Um Projeto Inclusivo
O apoio do FAC foi crucial não apenas para o financiamento do projeto, mas também para estimular a circulação cultural e o diálogo com diferentes públicos. Como uma contrapartida social, a publicação incluirá exemplares em braille destinados a bibliotecas de Brasília, além de versões em português e inglês. Isso visa atender a um público amplo e interessado em temas como arquitetura, história, fotografia, patrimônio e urbanismo.

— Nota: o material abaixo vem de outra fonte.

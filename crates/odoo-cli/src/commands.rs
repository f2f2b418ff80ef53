//! Command dispatch: the thin view over the client's published state.

use std::sync::Arc;

use anyhow::Result;
use colored::Colorize;
use odoo::{Client, ClientConfig, Config, ConnectionStatus, LoadSummary, ModuleConfig, OutcomeKind};

use crate::cli::{Cli, Command};

pub async fn dispatch(cli: Cli) -> Result<()> {
    let config = Config {
        client: ClientConfig::default()
            .with_server_url(cli.url.clone())
            .with_database(cli.database.clone()),
        modules: ModuleConfig::default(),
    };
    let client = Client::new(config)?;

    connect(&client, &cli).await?;

    match &cli.command {
        Command::Status => {}
        Command::Load => {
            let summary = client.load_required_modules().await;
            print_summary(&summary);
        }
        Command::Check { module } => {
            let status = client.check_module_status(module).await;
            let label = if status.installed {
                status.state.to_string().green()
            } else {
                status.state.to_string().yellow()
            };
            match &status.version {
                Some(version) => println!("{} {} ({version})", status.name.bold(), label),
                None => println!("{} {}", status.name.bold(), label),
            }
            if let Some(error) = &status.error {
                println!("  {}", error.red());
            }
        }
    }

    print_status(&client);
    client.disconnect().await;
    Ok(())
}

async fn connect(client: &Arc<Client>, cli: &Cli) -> Result<()> {
    if cli.username.is_empty() || cli.password.is_empty() {
        anyhow::bail!("username and password are required (set ODOO_PASSWORD or pass --password)");
    }

    match client.connect(&cli.username, &cli.password).await {
        Ok(identity) => {
            println!(
                "{} as {} (uid {})",
                "connected".green().bold(),
                identity.display_name,
                identity.uid
            );
            Ok(())
        }
        Err(failure) => {
            // Cancel the background retry; a one-shot CLI run has no use
            // for a reconnect that would outlive this command.
            client.disconnect().await;
            anyhow::bail!(
                "connect failed after {} attempt(s): {}",
                failure.retry_count.max(1),
                failure.error
            );
        }
    }
}

fn print_summary(summary: &LoadSummary) {
    for result in &summary.results {
        let (mark, label) = match result.outcome {
            OutcomeKind::Loaded => ("ok".green(), result.status.state.to_string().green()),
            OutcomeKind::NotInstalled => {
                ("--".yellow(), result.status.state.to_string().yellow())
            }
            OutcomeKind::Error => ("!!".red(), result.status.state.to_string().red()),
        };
        match &result.status.version {
            Some(version) => println!("  {mark} {} {label} ({version})", result.module.bold()),
            None => println!("  {mark} {} {label}", result.module.bold()),
        }
    }
    println!(
        "{} loaded, {} not installed, {} failed (of {})",
        summary.loaded.to_string().green(),
        summary.not_installed.to_string().yellow(),
        summary.failed.to_string().red(),
        summary.total
    );
}

fn print_status(client: &Arc<Client>) {
    let snapshot = client.snapshot();
    let status = match snapshot.status {
        ConnectionStatus::Connected => snapshot.status.to_string().green(),
        ConnectionStatus::Connecting => snapshot.status.to_string().yellow(),
        ConnectionStatus::Error => snapshot.status.to_string().red(),
        ConnectionStatus::Disconnected => snapshot.status.to_string().normal(),
    };
    println!("status: {status}");
    if !snapshot.verified_modules.is_empty() {
        println!("verified: {}", snapshot.verified_modules.join(", "));
    }
    if let Some(error) = &snapshot.last_error {
        println!("last error: {}", error.red());
    }
}
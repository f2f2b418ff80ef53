//! JSON-RPC 2.0 envelopes as Odoo's web endpoints speak them.

use serde::{Deserialize, Serialize};
use serde_json::Value;

/// Request envelope sent to every web endpoint.
///
/// Odoo routes each web call through `method: "call"`; the endpoint path
/// selects the operation and `params` carries its payload.
#[derive(Debug, Clone, Serialize, Deserialize)]
pub struct RpcRequest {
    /// Protocol version, always `"2.0"`.
    pub jsonrpc: String,
    /// Dispatch method, always `"call"` for web endpoints.
    pub method: String,
    /// Operation payload; shape depends on the endpoint.
    pub params: Value,
}

impl RpcRequest {
    /// Builds the standard `{"jsonrpc": "2.0", "method": "call"}` envelope.
    pub fn call(params: Value) -> Self {
        Self {
            jsonrpc: "2.0".to_string(),
            method: "call".to_string(),
            params,
        }
    }
}

/// Response envelope: `result` and `error` are mutually exclusive.
#[derive(Debug, Clone, Serialize, Deserialize)]
pub struct RpcResponse {
    /// Correlation id; the web endpoints echo it back when present.
    #[serde(default, skip_serializing_if = "Option::is_none")]
    pub id: Option<Value>,
    /// Success payload.
    #[serde(skip_serializing_if = "Option::is_none")]
    pub result: Option<Value>,
    /// Server-side fault.
    #[serde(skip_serializing_if = "Option::is_none")]
    pub error: Option<RpcFault>,
}

/// Structured fault carried inside an otherwise successful HTTP response.
#[derive(Debug, Clone, Serialize, Deserialize)]
pub struct RpcFault {
    /// Numeric fault code, when the server provides one.
    #[serde(default)]
    pub code: Option<i64>,
    /// Envelope-level message; often generic ("Odoo Server Error").
    pub message: String,
    /// Detailed fault payload.
    #[serde(skip_serializing_if = "Option::is_none")]
    pub data: Option<FaultData>,
}

/// Detail block of a fault; `message` here is usually the human-readable one.
#[derive(Debug, Clone, Serialize, Deserialize)]
pub struct FaultData {
    /// Exception class name on the server side.
    #[serde(default)]
    pub name: Option<String>,
    #[serde(default)]
    pub message: Option<String>,
    /// Server traceback, when debugging is enabled.
    #[serde(default)]
    pub debug: Option<String>,
}

impl RpcFault {
    /// The most specific message available: `data.message` when present,
    /// otherwise the envelope-level `message`.
    pub fn message(&self) -> &str {
        self.data
            .as_ref()
            .and_then(|data| data.message.as_deref())
            .unwrap_or(&self.message)
    }
}
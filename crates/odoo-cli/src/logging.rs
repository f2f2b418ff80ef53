use tracing_subscriber::EnvFilter;
use tracing_subscriber::fmt::writer::MakeWriterExt;

pub fn init_logging(verbosity: u8) {
    // 0 = errors only, 1 (-v) = info, 2+ (-vv) = debug for everything
    let filter = match verbosity {
        0 => "error",
        1 => "info",
        _ => "debug",
    };

    let env_filter = EnvFilter::try_from_default_env().unwrap_or_else(|_| EnvFilter::new(filter));

    let stderr = std::io::stderr.with_max_level(tracing::Level::TRACE);

    tracing_subscriber::fmt()
        .with_env_filter(env_filter)
        .with_writer(stderr)
        .with_target(true)
        .with_level(true)
        .compact()
        .init();
}
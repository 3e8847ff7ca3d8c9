//! Top-level module for the Markov text model.
//!
//! This module provides a word-level, first-order Markov generator:
//! - A single chain state and its followers (`Transition`)
//! - The transition table built from a token sequence (`TransitionTable`)
//! - The sampling walk over that table (`generator`)
//! - Generation parameters (`GenerationInput`)
//! - The corpus-owning model (`MarkovText`)

/// Corpus-owning model: tokens, lazily built table and generation.
pub mod markov_text;

/// Transition table construction, lookup and summary.
pub mod transition_table;

/// Weighted random walk over a transition table.
///
/// Randomness is always injected by the caller, so a seeded generator
/// gives reproducible output.
pub mod generator;

/// Single chain state: a term and its followers, duplicates included.
pub mod transition;

/// Start seed strategy and caller-facing term count bounds.
pub mod generation_input;
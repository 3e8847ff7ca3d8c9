use serde::Serialize;

use crate::error::{MarkovError, MarkovResult};

/// Strategy used to select the starting term of a generated sequence.
///
/// # Variants
/// - `Random`: pick a random key of the transition table.
/// - `Custom(String)`: start from the given term, which must be a key.
///
/// The absence of a seed is an explicit variant rather than an empty
/// string, so an empty term is never mistaken for "no seed".
#[derive(Debug, Clone, PartialEq, Eq, Default)]
pub enum StartSeed {
	#[default]
	Random,
	Custom(String),
}

impl StartSeed {
	/// Builds a seed from free user text.
	///
	/// Surrounding whitespace is trimmed; blank text means `Random`.
	pub fn from_user_input(input: &str) -> Self {
		match input.trim() {
			"" => Self::Random,
			term => Self::Custom(term.to_owned()),
		}
	}

	pub fn as_term(&self) -> Option<&str> {
		match self {
			Self::Random => None,
			Self::Custom(term) => Some(term.as_str()),
		}
	}
}

/// Caller-facing bounds on the number of generated terms.
///
/// # Invariants
/// - `1 <= min <= default <= max`
/// - `step >= 1`
/// - `default` lies on the step grid starting at `min`
#[derive(Debug, Clone, Copy, PartialEq, Eq, Serialize)]
pub struct TermCountRange {
	min: usize,
	max: usize,
	step: usize,
	default: usize,
}

impl Default for TermCountRange {
	/// 10 to 50 terms, by steps of 5, 15 by default.
	fn default() -> Self {
		Self { min: 10, max: 50, step: 5, default: 15 }
	}
}

impl TermCountRange {
	/// Creates a new range.
	///
	/// # Errors
	/// Returns `MarkovError::InvalidTermCount` if the bounds break the
	/// range invariants.
	pub fn new(min: usize, max: usize, step: usize, default: usize) -> MarkovResult<Self> {
		if min == 0 || step == 0 || min > max {
			return Err(MarkovError::InvalidTermCount {
				value: min,
				reason: format!("range {min}..={max} step {step} is not valid"),
			});
		}
		let range = Self { min, max, step, default };
		range.validate(default)?;
		Ok(range)
	}

	pub fn min(&self) -> usize {
		self.min
	}

	pub fn max(&self) -> usize {
		self.max
	}

	pub fn step(&self) -> usize {
		self.step
	}

	pub fn default_count(&self) -> usize {
		self.default
	}

	/// Checks that `count` lies in the range and on the step grid.
	///
	/// # Errors
	/// Returns `MarkovError::InvalidTermCount` otherwise.
	pub fn validate(&self, count: usize) -> MarkovResult<usize> {
		if !(self.min..=self.max).contains(&count) {
			return Err(MarkovError::InvalidTermCount {
				value: count,
				reason: format!("must be between {} and {}", self.min, self.max),
			});
		}
		if (count - self.min) % self.step != 0 {
			return Err(MarkovError::InvalidTermCount {
				value: count,
				reason: format!("must be {} plus a multiple of {}", self.min, self.step),
			});
		}
		Ok(count)
	}
}

/// Parameters of one generation request.
///
/// `term_count` can only be set through [`GenerationInput::set_term_count`],
/// which validates it against the range the input was created with.
#[derive(Debug, Clone, PartialEq, Eq)]
pub struct GenerationInput {
	/// Starting term strategy.
	pub start_seed: StartSeed,

	/// Requested number of terms, start term included.
	term_count: usize,

	range: TermCountRange,
}

impl GenerationInput {
	/// Creates an input with a random start and the range's default count.
	pub fn new(range: TermCountRange) -> Self {
		Self {
			start_seed: StartSeed::Random,
			term_count: range.default_count(),
			range,
		}
	}

	pub fn term_count(&self) -> usize {
		self.term_count
	}

	pub fn range(&self) -> &TermCountRange {
		&self.range
	}

	/// Sets the requested number of terms.
	///
	/// # Errors
	/// Returns `MarkovError::InvalidTermCount` if `count` is outside the range.
	pub fn set_term_count(&mut self, count: usize) -> MarkovResult<()> {
		self.term_count = self.range.validate(count)?;
		Ok(())
	}
}

impl Default for GenerationInput {
	fn default() -> Self {
		Self::new(TermCountRange::default())
	}
}
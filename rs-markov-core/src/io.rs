use std::fs::File;
use std::io::{self, Read};
use std::path::Path;

/// Reads a whole text file and returns its content as a single `String`.
///
/// - Reads the entire file into memory
/// - Line breaks are kept as-is, cleaning is left to the caller
pub(crate) fn read_corpus_file<P: AsRef<Path>>(filename: P) -> io::Result<String> {
	let mut contents = String::new();
	File::open(filename)?.read_to_string(&mut contents)?;
	Ok(contents)
}
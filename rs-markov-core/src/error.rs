use thiserror::Error;

/// Conditions reported by the Markov model and its helpers.
///
/// Every variant is scoped to a single call: none of them leaves the
/// transition table in an unusable state.
#[derive(Error, Debug)]
pub enum MarkovError {
	/// Generation was requested before the transition table was built.
	#[error("Term table not initialized. Build the table before generating")]
	UninitializedModel,

	/// The requested seed term has no recorded follower.
	#[error("Seed term '{0}' not found in corpus")]
	SeedNotFound(String),

	/// The table has no state to start a chain from.
	#[error("Term table is empty, no starting term available")]
	EmptyModel,

	/// The requested number of terms is outside the accepted range.
	#[error("Invalid term count {value}: {reason}")]
	InvalidTermCount { value: usize, reason: String },

	#[error("IO Error: {0}")]
	Io(#[from] std::io::Error),
}

pub type MarkovResult<T> = Result<T, MarkovError>;
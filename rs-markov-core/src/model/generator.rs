use rand::Rng;
use tracing::trace;

use super::transition_table::TransitionTable;
use crate::error::{MarkovError, MarkovResult};

/// Walks the transition table and returns the generated terms.
///
/// # Parameters
/// - `table`: the read-only transition table.
/// - `rng`: randomness source, used for the random start and every step.
/// - `seed_term`: starting term. `None` picks a random key.
/// - `term_count`: requested number of terms, start term included.
///
/// # Behavior
/// - The start term is pushed first, then up to `term_count - 1` followers
///   are sampled uniformly over the current term's follower list.
/// - When the current term has no follower, generation stops silently and
///   the returned sequence is shorter than requested.
///
/// # Errors
/// - `InvalidTermCount` if `term_count` is 0.
/// - `SeedNotFound` if `seed_term` has no recorded follower.
/// - `EmptyModel` if the table has no key to start from.
pub fn generate_terms<'t, R: Rng + ?Sized>(
	table: &'t TransitionTable,
	rng: &mut R,
	seed_term: Option<&str>,
	term_count: usize,
) -> MarkovResult<Vec<&'t str>> {
	if term_count == 0 {
		return Err(MarkovError::InvalidTermCount {
			value: term_count,
			reason: "at least one term is required".to_owned(),
		});
	}

	let start = match seed_term {
		Some(term) => match table.get(term) {
			Some(transition) => transition.key(),
			None => return Err(MarkovError::SeedNotFound(term.to_owned())),
		},
		None => table.random_key(rng).ok_or(MarkovError::EmptyModel)?,
	};

	let mut terms = vec![start];

	let mut current = start;
	while terms.len() < term_count {
		let Some(next) = table.get(current).and_then(|t| t.predict(rng)) else {
			trace!(term = current, generated = terms.len(), "chain stopped, no follower");
			break;
		};
		terms.push(next);
		current = next;
	}

	Ok(terms)
}

/// Same as [`generate_terms`], joined with single spaces.
pub fn generate<R: Rng + ?Sized>(
	table: &TransitionTable,
	rng: &mut R,
	seed_term: Option<&str>,
	term_count: usize,
) -> MarkovResult<String> {
	Ok(generate_terms(table, rng, seed_term, term_count)?.join(" "))
}
use std::collections::HashMap;

use rand::Rng;
use rand::seq::IndexedRandom;
use serde::Serialize;
use tracing::debug;

use super::transition::Transition;

/// Marker appended to a sampled follower list that was truncated.
pub const TRUNCATION_MARKER: &str = "...";

/// Word-level transition table of a first-order Markov chain.
///
/// The `TransitionTable` maps every term that is followed by something in
/// the corpus to the list of terms following it.
///
/// # Responsibilities
/// - Build the table once from a token sequence
/// - Look up followers of a term
/// - Pick a random starting term
/// - Summarize its content for display
///
/// # Invariants
/// - A term is a key iff it appears at a position other than the last
/// - Every stored transition has at least one follower
/// - `entries` are kept in first-occurrence order of each key
/// - The table is never mutated after construction
#[derive(Clone, Debug, Default, PartialEq, Eq)]
pub struct TransitionTable {
	/// Position of each key in `entries`
	index: HashMap<String, usize>,

	/// Transitions in first-occurrence order
	entries: Vec<Transition>,
}

/// Serializable overview of a table, as shown to an end user.
#[derive(Serialize, Clone, Debug, PartialEq, Eq)]
pub struct TableSummary {
	/// Number of distinct states (keys).
	pub states: usize,
	/// Number of recorded transitions, duplicates included.
	pub transitions: usize,
	/// First keys of the table with a truncated follower list.
	pub sample: Vec<SampleEntry>,
}

#[derive(Serialize, Clone, Debug, PartialEq, Eq)]
pub struct SampleEntry {
	pub term: String,
	pub followers: Vec<String>,
}

impl TransitionTable {
	/// Builds the table from an ordered token sequence.
	///
	/// For each adjacent pair `(tokens[i], tokens[i + 1])`, `tokens[i + 1]` is
	/// appended to the followers of `tokens[i]`. Sequences shorter than two
	/// tokens yield an empty table.
	pub fn from_tokens<S: AsRef<str>>(tokens: &[S]) -> Self {
		let mut table = Self::default();

		for pair in tokens.windows(2) {
			let (current, next) = (pair[0].as_ref(), pair[1].as_ref());
			let position = match table.index.get(current) {
				Some(position) => *position,
				None => {
					table.entries.push(Transition::new(current));
					table.index.insert(current.to_owned(), table.entries.len() - 1);
					table.entries.len() - 1
				}
			};
			table.entries[position].add_follower(next);
		}

		debug!(
			tokens = tokens.len(),
			states = table.len(),
			"transition table built"
		);
		table
	}

	/// Number of keys (states) in the table.
	pub fn len(&self) -> usize {
		self.entries.len()
	}

	pub fn is_empty(&self) -> bool {
		self.entries.is_empty()
	}

	/// Returns `true` if `term` has at least one recorded follower.
	pub fn contains(&self, term: &str) -> bool {
		self.index.contains_key(term)
	}

	/// Returns the transition recorded for `term`, if any.
	pub fn get(&self, term: &str) -> Option<&Transition> {
		self.index.get(term).map(|position| &self.entries[*position])
	}

	/// Returns the followers of `term`, duplicates included.
	pub fn followers(&self, term: &str) -> Option<&[String]> {
		self.get(term).map(Transition::followers)
	}

	/// Iterates over the keys in first-occurrence order.
	pub fn keys(&self) -> impl Iterator<Item = &str> {
		self.entries.iter().map(Transition::key)
	}

	/// Iterates over the transitions in first-occurrence order.
	pub fn iter(&self) -> impl Iterator<Item = &Transition> {
		self.entries.iter()
	}

	/// Total number of recorded transitions, i.e. `tokens.len() - 1`
	/// for a table built from two tokens or more.
	pub fn transition_count(&self) -> usize {
		self.entries.iter().map(|t| t.followers().len()).sum()
	}

	/// Returns a random key, chosen uniformly over distinct keys.
	///
	/// Returns `None` if the table is empty.
	pub fn random_key<R: Rng + ?Sized>(&self, rng: &mut R) -> Option<&str> {
		self.entries.choose(rng).map(Transition::key)
	}

	/// Summarizes the table for display.
	///
	/// # Parameters
	/// - `max_keys`: number of leading keys to sample.
	/// - `max_followers`: followers shown per key. Longer lists are cut and
	///   end with [`TRUNCATION_MARKER`].
	pub fn summary(&self, max_keys: usize, max_followers: usize) -> TableSummary {
		let sample = self
			.entries
			.iter()
			.take(max_keys)
			.map(|transition| {
				let all = transition.followers();
				let mut followers: Vec<String> = all.iter().take(max_followers).cloned().collect();
				if all.len() > max_followers {
					followers.push(TRUNCATION_MARKER.to_owned());
				}
				SampleEntry { term: transition.key().to_owned(), followers }
			})
			.collect();

		TableSummary {
			states: self.len(),
			transitions: self.transition_count(),
			sample,
		}
	}
}
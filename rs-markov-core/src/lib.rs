//! Word-level Markov text generation library.
//!
//! This crate provides a minimal first-order Markov generator including:
//! - Corpus loading, cleaning and tokenization
//! - Transition table construction with duplicate-preserving followers
//! - Weighted random generation with an injectable randomness source
//!
//! The table is built once and is read-only afterwards, so a single model
//! can serve any number of generation calls, from any number of threads.

/// Corpus preparation (cleaning, tokenization, file loading).
pub mod corpus;

/// Error taxonomy shared by the whole crate.
pub mod error;

/// Markov model, transition table and generation.
pub mod model;

/// I/O utilities (file loading).
///
/// Not exposed
pub(crate) mod io;

pub use error::{MarkovError, MarkovResult};
pub use model::generation_input::{GenerationInput, StartSeed, TermCountRange};
pub use model::markov_text::MarkovText;
pub use model::transition_table::{TableSummary, TransitionTable};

O lançamento do livro ‘Monumental’ ocorrerá em duas datas. Na terça-feira, 28 de novembro, às 19h, no Bar Beirute, localizado na Asa Sul, e no dia seguinte, 29 de novembro, às 17h, no Auditório Jayme Golubov da Faculdade de Arquitetura e Urbanismo (FAU/UnB), no Campus Darcy Ribeiro. Este último evento contará com um debate mediado por Leandro Cruz e certificação para os participantes inscritos.
A obra é editada pela Nada — Estúdio Criativo, em coedição com a Estereográfica, e pode ser adquirida na Livraria do Chiquinho, na UnB, e no site da editora, com o preço de R$ 50. O livro promete ser uma contribuição significativa para a compreensão e valorização do Eixo Monumental Brasília.